People of colour are largely excluded from leadership positions in tech and it is evident that the power comes from those who are white. To be exact, 83% of white people are represented at executive positions and more than 15% higher than what they’re represented at in the category of professionals. According to the Equal Employment Opportunity Commission, white males were represented higher in roles such as computer programming. Whereas, groups like Asians, Hispanics and women were represented at a lower rate in the executive category.

2. Education

According to a recent report by the UK Commission for Employment and Skills, 1 in 5 of all student’s study STEM at UK Universities are from a BAME background. However, there is deep divide as 79.5% of STEM students are white and only 20.5% are from a BAME background.
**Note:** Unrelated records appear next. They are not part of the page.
use super::defaults::DefaultsConfig;
use super::file::{FileConfig, FileFilterConfig, FileScoringConfig};
use super::models::AppConfig;
use crate::cli::{RunArgs, ThresholdArgs};
use crate::error::{CliError, Result};
use crate::utils::parser;
use binderflow::engine::config as core_config;
use binderflow::engine::config::Stage;
use std::path::PathBuf;
use std::str::FromStr;
use std::time::Duration;

pub fn build_config(args: &RunArgs) -> Result<AppConfig> {
    let defaults = DefaultsConfig::default();

    let file_config = if let Some(config_path) = &args.config {
        FileConfig::from_file(config_path)?
    } else {
        FileConfig::default()
    };

    let mut file_config = apply_set_values(file_config, &args.set_values)?;

    let target_file = file_config.target.take().unwrap_or_default();
    let raw_pdb_id = args
        .pdb_id
        .as_deref()
        .or(target_file.pdb_id.as_deref())
        .ok_or_else(|| {
            CliError::Config(
                "A target PDB id is required (use --pdb-id or `target.pdb-id`)".to_string(),
            )
        })?;
    let pdb_id =
        parser::parse_pdb_id(raw_pdb_id).map_err(|e| CliError::Argument(e.to_string()))?;

    let num_designs = args
        .num_designs
        .or(file_config.num_designs)
        .unwrap_or(defaults.num_designs);

    let backbone_file = file_config.backbone.take().unwrap_or_default();
    let hotspots = args
        .hotspots
        .as_deref()
        .or(backbone_file.hotspots.as_deref())
        .unwrap_or("");
    let hotspots =
        parser::normalize_hotspots(hotspots).map_err(|e| CliError::Argument(e.to_string()))?;

    let backbone = core_config::BackboneConfig {
        docker_executable: backbone_file
            .docker
            .unwrap_or_else(|| defaults.docker_executable.to_string()),
        image: backbone_file
            .image
            .unwrap_or_else(|| defaults.backbone_image.to_string()),
        use_gpus: !args.no_gpus && backbone_file.gpus.unwrap_or(defaults.use_gpus),
        models_dir: backbone_file
            .models_dir
            .unwrap_or_else(|| PathBuf::from(defaults.models_dir)),
        target_dir: target_file
            .input_dir
            .unwrap_or_else(|| PathBuf::from(defaults.target_dir)),
        target_file: target_file
            .file
            .unwrap_or_else(|| format!("{}_cleaned.pdb", pdb_id)),
        output_dir: backbone_file
            .output_dir
            .unwrap_or_else(|| PathBuf::from(defaults.backbone_output_dir)),
        output_prefix: backbone_file
            .output_prefix
            .unwrap_or_else(|| format!("{}_design", pdb_id)),
        contigs: args
            .contigs
            .clone()
            .or(backbone_file.contigs)
            .unwrap_or_default(),
        hotspots,
        noise_scale: args
            .noise_scale
            .or(backbone_file.noise_scale)
            .unwrap_or(defaults.noise_scale),
    };

    let sequence_file = file_config.sequence.take().unwrap_or_default();
    let sequence = core_config::SequenceConfig {
        environment: conda_environment(
            sequence_file.conda,
            sequence_file.environment,
            sequence_file.python,
            &defaults,
        ),
        script_path: sequence_file
            .script
            .unwrap_or_else(|| PathBuf::from(defaults.sequence_script)),
        scratch_dir: sequence_file
            .scratch_dir
            .unwrap_or_else(|| PathBuf::from(defaults.sequence_scratch_dir)),
        output_dir: sequence_file
            .output_dir
            .unwrap_or_else(|| PathBuf::from(defaults.sequence_output_dir)),
        relax_cycles: sequence_file.relax_cycles.unwrap_or(defaults.relax_cycles),
        seqs_per_struct: sequence_file
            .seqs_per_struct
            .unwrap_or(defaults.seqs_per_struct),
        checkpoint_file: sequence_file.checkpoint,
    };

    let prediction_file = file_config.prediction.take().unwrap_or_default();
    let prediction = core_config::PredictionConfig {
        environment: conda_environment(
            prediction_file.conda,
            prediction_file.environment,
            prediction_file.python,
            &defaults,
        ),
        script_path: prediction_file
            .script
            .unwrap_or_else(|| PathBuf::from(defaults.prediction_script)),
        scratch_dir: prediction_file
            .scratch_dir
            .unwrap_or_else(|| PathBuf::from(defaults.prediction_scratch_dir)),
        output_dir: prediction_file
            .output_dir
            .unwrap_or_else(|| PathBuf::from(defaults.prediction_output_dir)),
    };

    let scoring = merge_scoring(args.no_scoring, file_config.scoring.take(), &defaults)?;
    let filter = build_thresholds(&args.thresholds, file_config.filter);
    let stages = merge_stages(args, &file_config)?;

    let core_config = core_config::RunConfigBuilder::new()
        .num_designs(num_designs)
        .backbone(backbone)
        .sequence(sequence)
        .prediction(prediction)
        .scoring(scoring)
        .filter(filter)
        .stages(stages)
        .build()
        .map_err(|e| CliError::Config(e.to_string()))?;

    Ok(AppConfig {
        pdb_id,
        report_path: args
            .report
            .clone()
            .or(file_config.report)
            .unwrap_or_else(|| PathBuf::from(defaults.report_path)),
        core_config,
    })
}

/// Thresholds from the CLI, then the `[filter]` table, then the built-in defaults.
pub fn build_thresholds(
    args: &ThresholdArgs,
    file_val: Option<FileFilterConfig>,
) -> core_config::FilterThresholds {
    let file_val = file_val.unwrap_or_default();
    let defaults = core_config::FilterThresholds::default();
    core_config::FilterThresholds {
        min_plddt_binder: args
            .min_plddt_binder
            .or(file_val.min_plddt_binder)
            .unwrap_or(defaults.min_plddt_binder),
        max_pae_interaction: args
            .max_pae_interaction
            .or(file_val.max_pae_interaction)
            .unwrap_or(defaults.max_pae_interaction),
        max_binder_aligned_rmsd: args
            .max_binder_aligned_rmsd
            .or(file_val.max_binder_aligned_rmsd)
            .unwrap_or(defaults.max_binder_aligned_rmsd),
        max_ddg: args
            .max_ddg
            .or(file_val.max_ddg)
            .unwrap_or(defaults.max_ddg),
    }
}

fn conda_environment(
    executable: Option<String>,
    name: Option<String>,
    python: Option<String>,
    defaults: &DefaultsConfig,
) -> core_config::CondaEnvironment {
    core_config::CondaEnvironment {
        executable: executable.unwrap_or_else(|| defaults.conda_executable.to_string()),
        name: name.unwrap_or_else(|| defaults.conda_environment.to_string()),
        python: python.unwrap_or_else(|| defaults.python.to_string()),
    }
}

fn merge_scoring(
    cli_no_scoring: bool,
    file_val: Option<FileScoringConfig>,
    defaults: &DefaultsConfig,
) -> Result<Option<core_config::ScoringConfig>> {
    if cli_no_scoring {
        return Ok(None);
    }
    let Some(p) = file_val else {
        return Ok(None);
    };
    let enabled = p.enabled.unwrap_or(p.executable.is_some());
    if !enabled {
        return Ok(None);
    }
    let executable = p.executable.ok_or_else(|| {
        CliError::Config("`scoring` is enabled but `scoring.executable` is not set".to_string())
    })?;
    Ok(Some(core_config::ScoringConfig {
        executable,
        work_dir: p
            .work_dir
            .unwrap_or_else(|| PathBuf::from(defaults.scoring_work_dir)),
        score_column: p
            .score_column
            .unwrap_or_else(|| defaults.score_column.to_string()),
        timeout: Duration::from_secs(p.timeout_secs.unwrap_or(defaults.scoring_timeout_secs)),
        extra_args: p.extra_args.unwrap_or_default(),
    }))
}

fn merge_stages(args: &RunArgs, file_config: &FileConfig) -> Result<core_config::StageSelection> {
    let file_stages = file_config.stages.clone().unwrap_or_default();
    let parse_stage = |value: Option<&str>| -> Result<Option<Stage>> {
        value
            .map(|s| Stage::from_str(s).map_err(|e| CliError::Config(e.to_string())))
            .transpose()
    };
    let defaults = core_config::StageSelection::default();
    let first = match args.from_stage {
        Some(stage) => stage,
        None => parse_stage(file_stages.from.as_deref())?.unwrap_or(defaults.first),
    };
    let last = match args.to_stage {
        Some(stage) => stage,
        None => parse_stage(file_stages.to.as_deref())?.unwrap_or(defaults.last),
    };
    Ok(core_config::StageSelection { first, last })
}

fn parse_value<T: FromStr>(key: &str, value: &str, kind: &str) -> Result<T> {
    value
        .parse()
        .map_err(|_| CliError::Config(format!("Invalid {} value for {}: {}", kind, key, value)))
}

fn apply_set_values(mut config: FileConfig, set_values: &[String]) -> Result<FileConfig> {
    for kv_pair in set_values {
        let (key, value_str) =
            parser::parse_key_value(kv_pair).map_err(|e| CliError::Config(e.to_string()))?;

        match key {
            "num-designs" => config.num_designs = Some(parse_value(key, value_str, "integer")?),
            "report" => config.report = Some(PathBuf::from(value_str)),
            "target.pdb-id" => {
                config.target.get_or_insert_with(Default::default).pdb_id =
                    Some(value_str.to_string());
            }
            "target.file" => {
                config.target.get_or_insert_with(Default::default).file =
                    Some(value_str.to_string());
            }
            "backbone.image" => {
                config.backbone.get_or_insert_with(Default::default).image =
                    Some(value_str.to_string());
            }
            "backbone.gpus" => {
                config.backbone.get_or_insert_with(Default::default).gpus =
                    Some(parse_value(key, value_str, "boolean")?);
            }
            "backbone.contigs" => {
                config.backbone.get_or_insert_with(Default::default).contigs =
                    Some(value_str.to_string());
            }
            "backbone.hotspots" => {
                config.backbone.get_or_insert_with(Default::default).hotspots =
                    Some(value_str.to_string());
            }
            "backbone.noise-scale" => {
                config
                    .backbone
                    .get_or_insert_with(Default::default)
                    .noise_scale = Some(parse_value(key, value_str, "float")?);
            }
            "sequence.environment" => {
                config
                    .sequence
                    .get_or_insert_with(Default::default)
                    .environment = Some(value_str.to_string());
            }
            "sequence.relax-cycles" => {
                config
                    .sequence
                    .get_or_insert_with(Default::default)
                    .relax_cycles = Some(parse_value(key, value_str, "integer")?);
            }
            "sequence.seqs-per-struct" => {
                config
                    .sequence
                    .get_or_insert_with(Default::default)
                    .seqs_per_struct = Some(parse_value(key, value_str, "integer")?);
            }
            "prediction.environment" => {
                config
                    .prediction
                    .get_or_insert_with(Default::default)
                    .environment = Some(value_str.to_string());
            }
            "scoring.enabled" => {
                config.scoring.get_or_insert_with(Default::default).enabled =
                    Some(parse_value(key, value_str, "boolean")?);
            }
            "scoring.executable" => {
                config
                    .scoring
                    .get_or_insert_with(Default::default)
                    .executable = Some(PathBuf::from(value_str));
            }
            "scoring.score-column" => {
                config
                    .scoring
                    .get_or_insert_with(Default::default)
                    .score_column = Some(value_str.to_string());
            }
            "scoring.timeout-secs" => {
                config
                    .scoring
                    .get_or_insert_with(Default::default)
                    .timeout_secs = Some(parse_value(key, value_str, "integer")?);
            }
            "filter.min-plddt-binder" => {
                config
                    .filter
                    .get_or_insert_with(Default::default)
                    .min_plddt_binder = Some(parse_value(key, value_str, "float")?);
            }
            "filter.max-pae-interaction" => {
                config
                    .filter
                    .get_or_insert_with(Default::default)
                    .max_pae_interaction = Some(parse_value(key, value_str, "float")?);
            }
            "filter.max-binder-aligned-rmsd" => {
                config
                    .filter
                    .get_or_insert_with(Default::default)
                    .max_binder_aligned_rmsd = Some(parse_value(key, value_str, "float")?);
            }
            "filter.max-ddg" => {
                config.filter.get_or_insert_with(Default::default).max_ddg =
                    Some(parse_value(key, value_str, "float")?);
            }
            "stages.from" => {
                config.stages.get_or_insert_with(Default::default).from =
                    Some(value_str.to_string());
            }
            "stages.to" => {
                config.stages.get_or_insert_with(Default::default).to =
                    Some(value_str.to_string());
            }
            _ => {
                return Err(CliError::Config(format!(
                    "Unsupported configuration key for --set: '{}'",
                    key
                )));
            }
        }
    }
    Ok(config)
}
Additionally, STEM subjects have been found to attract men (82%) more than women (18%) in subjects such as computer science. 18% of BAME students chose computer science compared to 8% of white students and 13% of both white and BAME students chose engineering and technology to study at University. As these popular subjects were studied more by BAME students, why are we still seeing such a lack of racial diversity in tech?

It has been noted that students from a low-income household would study at universities close to their homes. This is so they don’t need to take out a maintenance loan through the government which would increase their debt. They are also able to live at home and still study at university and tend to get part-time jobs to help pay for the minimal expenses needed. Although this may seem like a good idea, negative impacts have been seen from doing this. It is common for students to take a certain degree at university and it not being what they expected to be when they start to study. Additionally, working too much at their part-time job can be detrimental to their studies, as they risk lower achievement grades and aren’t as successful as they can be. These negative impacts could have a knock-on effect as to why there is such a lack of racial diversity in tech.

3. Recruitment

Lastly, some businesses do not realise their hiring and promotion practices which can often impede recruits and have an impact on the lack of racial diversity in tech talent. From partnering with different recruitment agencies down to the wording of job descriptions, every part of the hiring practice needs to be considered if racial diversity in tech is to increase.

Once recruited, tech companies often find it hard to retain their staff, especially women and those of colour. Creating mentorships is a practice which can be used to retain staff in any business. As a mentee, it can be very rewarding to learn new skills and to have support in their daily routine. Creating employee resource groups can also help people of colour and women feel like they belong as they can share experiences with each other. This is because black and Latino tech professionals consider leaving a business when they experience a lack of social networks or feel isolated because of their race or gender.